Bacon grease, or any kind of meat grease and fat, will clog up your pipes, and that’s bad for you, your home, and even your city. In 2015, London suffered from the infamous fatberg—a 10-ton ball of grease that literally broke the sewer system, making it impossible for residents to flush their toilets. There was also a 15-ton ball of grease and oil discovered in the sewers of Kingston, a borough of London, in 2013. The cause? Folks throwing out cooking grease by pouring it down the drain.
New York City’s sewers are notoriously gross places, with rat kings, alleged adolescent mutant turtles, and even an alligator or two. But New York City doesn’t have its own fatberg, and officials at the NYC Department of Environmental Protection are looking to keep it that way. According to the DEP’s website, “Cooking oil and grease are wastes that the City’s sewer system cannot handle and should not be discarded down the drain. Dumping grease, fats, and oil can clog sewer lines, causing sewage back-ups and flooding.”
So if you want to get rid of grease properly, the NYC DEP recommends you let the grease cool down a little bit. Then, pour that cooled grease into a non-recyclable container, like those plastic ones you get with takeout food, and put the whole thing, grease and plastic and all, into the regular trash. You can also keep the plastic container in the fridge until trash day so that that fats solidify, and the whole thing is slightly less messy.

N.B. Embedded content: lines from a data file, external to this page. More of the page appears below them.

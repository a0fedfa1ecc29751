use globset::{GlobBuilder, GlobMatcher};

use crate::error::{EtlError, Result};

const RECORD_EXTENSIONS: &[&str] = &[".json", ".jsonl"];

/// Resolves which objects belong to a dataset path.
///
/// A plain path selects every record object below it (or the object itself);
/// a path with glob syntax (`log_data/*/*/*.json`) is matched segment by
/// segment, `*` never crossing a `/`.
#[derive(Debug, Clone)]
pub struct DatasetSelector {
    pattern: String,
    matcher: Option<GlobMatcher>,
}

impl DatasetSelector {
    pub fn new(pattern: &str) -> Result<Self> {
        let matcher = if is_glob(pattern) {
            let glob = GlobBuilder::new(pattern)
                .literal_separator(true)
                .build()
                .map_err(|e| EtlError::Config(format!("invalid dataset path '{}': {}", pattern, e)))?;
            Some(glob.compile_matcher())
        } else {
            None
        };

        Ok(Self {
            pattern: pattern.to_string(),
            matcher,
        })
    }

    /// Directory to list before matching: the literal part of a glob, or
    /// the parent of a plain path (which may name a single object)
    pub fn list_prefix(&self) -> &str {
        let literal = match self.pattern.find(['*', '?', '[', '{']) {
            Some(pos) => &self.pattern[..pos],
            None => self.pattern.trim_end_matches('/'),
        };
        match literal.rfind('/') {
            Some(slash) => &literal[..=slash],
            None => "",
        }
    }

    pub fn matches(&self, key: &str) -> bool {
        match &self.matcher {
            Some(glob) => glob.is_match(key),
            None => {
                if key == self.pattern {
                    return true;
                }
                let dir = if self.pattern.ends_with('/') || self.pattern.is_empty() {
                    self.pattern.clone()
                } else {
                    format!("{}/", self.pattern)
                };
                key.starts_with(&dir) && is_record_object(key)
            }
        }
    }

    /// Keep the matching keys, sorted for a stable arrival order
    pub fn select(&self, keys: Vec<String>) -> Vec<String> {
        let mut selected: Vec<String> = keys.into_iter().filter(|k| self.matches(k)).collect();
        selected.sort();
        selected
    }
}

fn is_glob(pattern: &str) -> bool {
    pattern.contains(['*', '?', '[', '{'])
}

fn is_record_object(key: &str) -> bool {
    RECORD_EXTENSIONS.iter().any(|ext| key.ends_with(ext))
}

There are alternatives if the thought of pouring out bacon grease from a skillet into a plastic container gives you some anxiety. (And no, the alternative is not throwing bacon grease down the drain. If there’s one fact that you take away from this article, may it be that you should never throw grease down the drain. Don’t do it.)
You can cook bacon in the oven rather than in a pan for easier cleanup. Line a baking sheet with aluminum foil and place the strips of bacon on top. After everything’s cooked and the grease and pan have cooled, you can wrap up the leftover fat in the foil and throw the whole ball of gunk away in the trash, no pouring necessary.
You could also reuse your leftover bacon grease and forgo the stresses of getting rid of your grease entirely. From a bacon vinaigrette salad dressing to fat-washed bourbon, the possibilities for your bacon grease are pretty endless, and once you start doing research, it seems like leftover bacon grease can go anywhere. Except your drain, of course.